Tasks can be grouped by user and nice (and by scheduler type but let's
leave SCHED_RR and friends out of this). Let's say that user X
shouldn't choke user Y, and that nice 19 shouldn't choke nice 18. So
obviously we make sure to balance CPU between X and Y, and make sure 18
gets CPU when it needs it even if 19 needs it; but 19 STILL gets at
least SOME CPU to avoid choking.

Next we have prioritizing. I dunno how it works, so I'll ignore it for
this discussion.

I'm not sure how scheduling works, but I'm thinking that because high
CPU tasks are causing jerkiness here, maybe it's not balanced? I dunno,
you tell me. The below is probably me being dumb, but at least I'm
putting the idea out there.

First, balance out CPU between users. If X and Y are using 100% of the
CPU collectively, nobody else using any, user X gets 50% of the CPU;
user Y gets 50% of the CPU. If X is using 20% and Y wants 70% (leaving
10%), that's fine; the CPU is balanced fairly.

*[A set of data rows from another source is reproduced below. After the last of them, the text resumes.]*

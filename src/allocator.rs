//! Typed raw-memory allocation.
//!
//! An [`Allocator<T>`] hands out uninitialized storage for `n` values of `T` and takes it back.
//! It never runs constructors or destructors on its own; [`Allocator::construct`] and
//! [`Allocator::destroy`] are separate primitives the owning container calls on individual slots.
use core::alloc::Layout;
use core::mem;
use core::ptr::{self, NonNull};

use alloc::alloc::{alloc, dealloc};

use crate::error::TryReserveError;

/// A typed allocator: `allocate(n)` returns room for exactly `n` values of `T`.
///
/// The allocator does not remember block sizes. Whoever allocated a block is responsible for
/// passing the same `n` back to [`deallocate`](Allocator::deallocate).
pub trait Allocator<T> {
    /// Allocates uninitialized storage for `n` values of `T`.
    ///
    /// # Errors
    ///
    /// * [`TryReserveError::CapacityOverflow`] if `n` values of `T` do not fit a [`Layout`].
    /// * [`TryReserveError::AllocError`] if the underlying memory source refused the request.
    fn allocate(&self, n: usize) -> Result<NonNull<T>, TryReserveError>;

    /// Releases storage obtained from [`allocate`](Allocator::allocate).
    ///
    /// # Safety
    ///
    /// `ptr` must come from `self.allocate(n)` with the very same `n`, and must not be used
    /// afterwards. Any values still living in the block are leaked, not dropped.
    unsafe fn deallocate(&self, ptr: NonNull<T>, n: usize);

    /// Constructs `value` in place at `slot`.
    ///
    /// # Safety
    ///
    /// `slot` must be valid for writes and must not hold a live value (it would be leaked).
    #[inline]
    unsafe fn construct(&self, slot: *mut T, value: T) {
        unsafe { ptr::write(slot, value) }
    }

    /// Runs the destructor of the value at `slot`, leaving the slot uninitialized.
    ///
    /// # Safety
    ///
    /// `slot` must hold a live value, and that value must not be used or destroyed again.
    #[inline]
    unsafe fn destroy(&self, slot: *mut T) {
        unsafe { ptr::drop_in_place(slot) }
    }
}

/// The global heap, as exposed by [`alloc::alloc`].
///
/// Requests for zero slots, or for zero-sized `T`, never reach the heap: they are answered with a
/// dangling, well-aligned pointer.
#[derive(Debug, Default, Clone, Copy, PartialEq, Eq, Hash)]
pub struct Global;

impl<T> Allocator<T> for Global {
    fn allocate(&self, n: usize) -> Result<NonNull<T>, TryReserveError> {
        let layout = array_layout::<T>(n)?;
        if layout.size() == 0 {
            return Ok(NonNull::dangling());
        }

        // SAFETY: the layout has a non-zero size.
        let raw = unsafe { alloc(layout) };
        NonNull::new(raw.cast::<T>()).ok_or(TryReserveError::AllocError { layout })
    }

    unsafe fn deallocate(&self, ptr: NonNull<T>, n: usize) {
        if n == 0 || mem::size_of::<T>() == 0 {
            return;
        }
        // SAFETY: the caller guarantees `ptr` came from `allocate(n)`, which validated this
        // exact layout.
        unsafe {
            let size = n * mem::size_of::<T>();
            let layout = Layout::from_size_align_unchecked(size, mem::align_of::<T>());
            dealloc(ptr.as_ptr().cast(), layout);
        }
    }
}

// We need to guarantee the following:
// * We don't ever allocate `> isize::MAX` byte-size objects.
// * We don't overflow `usize::MAX` and actually allocate too little.
#[inline]
pub(crate) fn array_layout<T>(n: usize) -> Result<Layout, TryReserveError> {
    Layout::array::<T>(n).map_err(|_| TryReserveError::CapacityOverflow)
}
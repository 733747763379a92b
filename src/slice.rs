//! Conversions from slices into [`Vector`].
use alloc::boxed::Box;

use crate::vector::Vector;

/// Copies `s` into a new vector holding exactly `s.len()` slots.
///
/// ```
/// # use rcontainers::slice::to_vector;
/// let v = to_vector(&[1, 2, 3]);
/// assert_eq!(v, [1, 2, 3]);
/// assert_eq!(v.capacity(), 3);
/// ```
pub fn to_vector<T: Clone>(s: &[T]) -> Vector<T> {
    let mut v = Vector::with_capacity(s.len());
    v.extend_from_slice(s);
    v
}

/// Converts a boxed slice into a vector without copying its elements.
pub fn into_vector<T>(b: Box<[T]>) -> Vector<T> {
    let len = b.len();
    let b = Box::into_raw(b);
    // SAFETY: a boxed slice is a block of `len` values allocated on the global heap with the
    // layout of `[T; len]`, which is exactly what `Global` hands out.
    unsafe { Vector::from_raw_parts(b as *mut T, len, len) }
}
impl<T> List<T> {
    /// Creates an empty list. Only the sentinel node is allocated.
    pub fn new() -> Self {
        let sentinel = NonNull::from(Box::leak(Box::new(Node {
            value: MaybeUninit::uninit(),
            prev: NonNull::dangling(),
            next: NonNull::dangling(),
        })));
        // SAFETY: freshly allocated; the ring of one closes on itself.
        unsafe {
            (*sentinel.as_ptr()).prev = sentinel;
            (*sentinel.as_ptr()).next = sentinel;
        }
        List {
            sentinel,
            len: 0,
            marker: PhantomData,
        }
    }

    /// Returns the number of elements.
    #[inline]
    pub fn len(&self) -> usize {
        self.len
    }

    /// Returns `true` if the list holds no elements.
    #[inline]
    pub fn is_empty(&self) -> bool {
        self.len == 0
    }

    /// Returns the first element, or `None` if the list is empty.
    pub fn front(&self) -> Option<&T> {
        if self.is_empty() {
            None
        } else {
            // SAFETY: a non-empty list starts with a live node.
            unsafe { Some(self.begin().get()) }
        }
    }

    /// Returns the first element mutably, or `None` if the list is empty.
    pub fn front_mut(&mut self) -> Option<&mut T> {
        if self.is_empty() {
            None
        } else {
            unsafe { Some(self.begin().get_mut()) }
        }
    }

    /// Returns the last element, or `None` if the list is empty.
    pub fn back(&self) -> Option<&T> {
        if self.is_empty() {
            None
        } else {
            // SAFETY: the node before the sentinel is live.
            unsafe { Some(self.last_node().get()) }
        }
    }

    /// Returns the last element mutably, or `None` if the list is empty.
    pub fn back_mut(&mut self) -> Option<&mut T> {
        if self.is_empty() {
            None
        } else {
            unsafe { Some(self.last_node().get_mut()) }
        }
    }

    /// Prepends an element.
    pub fn push_front(&mut self, value: T) {
        let first = self.begin().node;
        // SAFETY: `first` belongs to this list.
        unsafe { self.link_before(first, value) };
    }

    /// Appends an element.
    pub fn push_back(&mut self, value: T) {
        // SAFETY: the sentinel belongs to this list.
        unsafe { self.link_before(self.sentinel, value) };
    }

    /// Removes the first element and returns it, or `None` if the list is empty.
    pub fn pop_front(&mut self) -> Option<T> {
        if self.is_empty() {
            None
        } else {
            let first = self.begin().node;
            // SAFETY: `first` is a live node of this list.
            unsafe { Some(self.unlink(first)) }
        }
    }

    /// Removes the last element and returns it, or `None` if the list is empty.
    pub fn pop_back(&mut self) -> Option<T> {
        if self.is_empty() {
            None
        } else {
            let last = self.last_node().node;
            // SAFETY: `last` is a live node of this list.
            unsafe { Some(self.unlink(last)) }
        }
    }

    /// Removes every element, front to back.
    pub fn clear(&mut self) {
        while self.pop_front().is_some() {}
    }

    /// Cursor to the first element (`end()` if the list is empty).
    #[inline]
    pub fn begin(&self) -> ListIterator<T> {
        // SAFETY: the sentinel lives as long as the list.
        ListIterator {
            node: unsafe { (*self.sentinel.as_ptr()).next },
        }
    }

    /// Cursor to the sentinel, one past the last element.
    #[inline]
    pub fn end(&self) -> ListIterator<T> {
        ListIterator {
            node: self.sentinel,
        }
    }

    /// Reverse cursor to the last element.
    #[inline]
    pub fn rbegin(&self) -> ReverseIterator<ListIterator<T>> {
        ReverseIterator::new(self.end())
    }

    /// Reverse cursor one before the first element.
    #[inline]
    pub fn rend(&self) -> ReverseIterator<ListIterator<T>> {
        ReverseIterator::new(self.begin())
    }

    /// Borrowing iterator over `[begin(), end())`.
    #[inline]
    pub fn walk(&self) -> Walk<'_, ListIterator<T>> {
        // SAFETY: the range covers exactly the live nodes, borrowed along with `self`.
        unsafe { Walk::with_len(self.begin(), self.end(), self.len) }
    }

    /// Borrowing iterator over `[rbegin(), rend())`.
    #[inline]
    pub fn walk_rev(&self) -> Walk<'_, ReverseIterator<ListIterator<T>>> {
        unsafe { Walk::with_len(self.rbegin(), self.rend(), self.len) }
    }

    /// Front-to-back borrowing iterator; same as [`walk`](List::walk).
    #[inline]
    pub fn iter(&self) -> Walk<'_, ListIterator<T>> {
        self.walk()
    }

    /// Inserts `value` before `pos` and returns a cursor to it.
    ///
    /// # Safety
    ///
    /// `pos` must be a valid cursor into this list (`end()` included).
    ///
    /// # Examples
    ///
    /// ```
    /// # use rcontainers::List;
    /// let mut list: List<i32> = [1, 3].into_iter().collect();
    /// let mut pos = list.begin();
    /// unsafe {
    ///     pos.inc();
    ///     let it = list.insert(pos, 2);
    ///     assert_eq!(*it.get(), 2);
    /// }
    /// assert_eq!(list.iter().copied().collect::<Vec<_>>(), [1, 2, 3]);
    /// ```
    pub unsafe fn insert(&mut self, pos: ListIterator<T>, value: T) -> ListIterator<T> {
        ListIterator {
            node: unsafe { self.link_before(pos.node, value) },
        }
    }

    /// Inserts `count` clones of `value` before `pos` and returns a cursor to the first of them,
    /// or `pos` if `count` is 0.
    ///
    /// # Safety
    ///
    /// `pos` must be a valid cursor into this list (`end()` included).
    pub unsafe fn insert_n(
        &mut self,
        pos: ListIterator<T>,
        count: usize,
        value: T,
    ) -> ListIterator<T>
    where
        T: Clone,
    {
        unsafe { self.insert_range(pos, core::iter::repeat_n(value, count)) }
    }

    /// Inserts every item of `items` before `pos`, keeping their order, and returns a cursor to
    /// the first inserted element, or `pos` if nothing was inserted.
    ///
    /// Each item is linked in as soon as it is produced.
    ///
    /// # Safety
    ///
    /// `pos` must be a valid cursor into this list (`end()` included).
    pub unsafe fn insert_range<I>(&mut self, pos: ListIterator<T>, items: I) -> ListIterator<T>
    where
        I: IntoIterator<Item = T>,
    {
        let mut first = None;
        for item in items {
            let node = unsafe { self.link_before(pos.node, item) };
            if first.is_none() {
                first = Some(node);
            }
        }
        first.map_or(pos, |node| ListIterator { node })
    }

    /// Removes the element at `pos` and returns a cursor to the element after it.
    ///
    /// # Safety
    ///
    /// `pos` must be a valid cursor into this list.
    ///
    /// # Panics
    ///
    /// Panics if `pos` is `end()`.
    pub unsafe fn erase(&mut self, pos: ListIterator<T>) -> ListIterator<T> {
        assert!(pos.node != self.sentinel, "cannot erase the end position");
        // SAFETY: forwarded from the caller; `pos` is not the sentinel.
        unsafe {
            let next = (*pos.node.as_ptr()).next;
            drop(self.unlink(pos.node));
            ListIterator { node: next }
        }
    }

    /// Removes the elements in `[first, last)` and returns `last`.
    ///
    /// # Safety
    ///
    /// Both cursors must be valid cursors into this list, with `last` reachable from `first`.
    pub unsafe fn erase_range(
        &mut self,
        mut first: ListIterator<T>,
        last: ListIterator<T>,
    ) -> ListIterator<T> {
        while first != last {
            first = unsafe { self.erase(first) };
        }
        last
    }

    /// Grows or shrinks the list to `count` elements, appending clones of `value` or dropping
    /// from the back.
    pub fn resize(&mut self, count: usize, value: T)
    where
        T: Clone,
    {
        while self.len > count {
            self.pop_back();
        }
        if self.len < count {
            let extra = count - self.len;
            // SAFETY: `end()` belongs to this list.
            unsafe { self.insert_n(self.end(), extra, value) };
        }
    }

    fn last_node(&self) -> ListIterator<T> {
        // SAFETY: the sentinel lives as long as the list.
        ListIterator {
            node: unsafe { (*self.sentinel.as_ptr()).prev },
        }
    }

    /// Allocates a node for `value` and links it right before `next`.
    unsafe fn link_before(&mut self, next: NonNull<Node<T>>, value: T) -> NonNull<Node<T>> {
        unsafe {
            let prev = (*next.as_ptr()).prev;
            let node = NonNull::from(Box::leak(Box::new(Node {
                value: MaybeUninit::new(value),
                prev,
                next,
            })));
            (*prev.as_ptr()).next = node;
            (*next.as_ptr()).prev = node;
            self.len += 1;
            node
        }
    }

    /// Unlinks the live node `node`, frees it and returns its value.
    unsafe fn unlink(&mut self, node: NonNull<Node<T>>) -> T {
        unsafe {
            let node = *Box::from_raw(node.as_ptr());
            (*node.prev.as_ptr()).next = node.next;
            (*node.next.as_ptr()).prev = node.prev;
            self.len -= 1;
            node.value.assume_init()
        }
    }
}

Now do CPU balancing between nice levels. a lower nice can have more
CPU than a higher one when 100% CPU is in use, but not to the point that
it chokes out all CPU.

Inside a single nice level, there's multiple tasks. Here's where it
gets hairy. If a task seems to have things to do, and it's not used as
much CPU as another task in this nice level for a specific interval
(500mS?), it gets automatic priority and gets CPU first for a timeslice.
This way CPU is balanced inside the same nice level, by always making
sure that low-CPU tasks are given the most priority in their own nice
level. High CPU tasks get their work done when what's probably
interactive has finished what it wants to do.

I dunno. I don't know how it works, I just know I see jerks and fizzles
sometimes.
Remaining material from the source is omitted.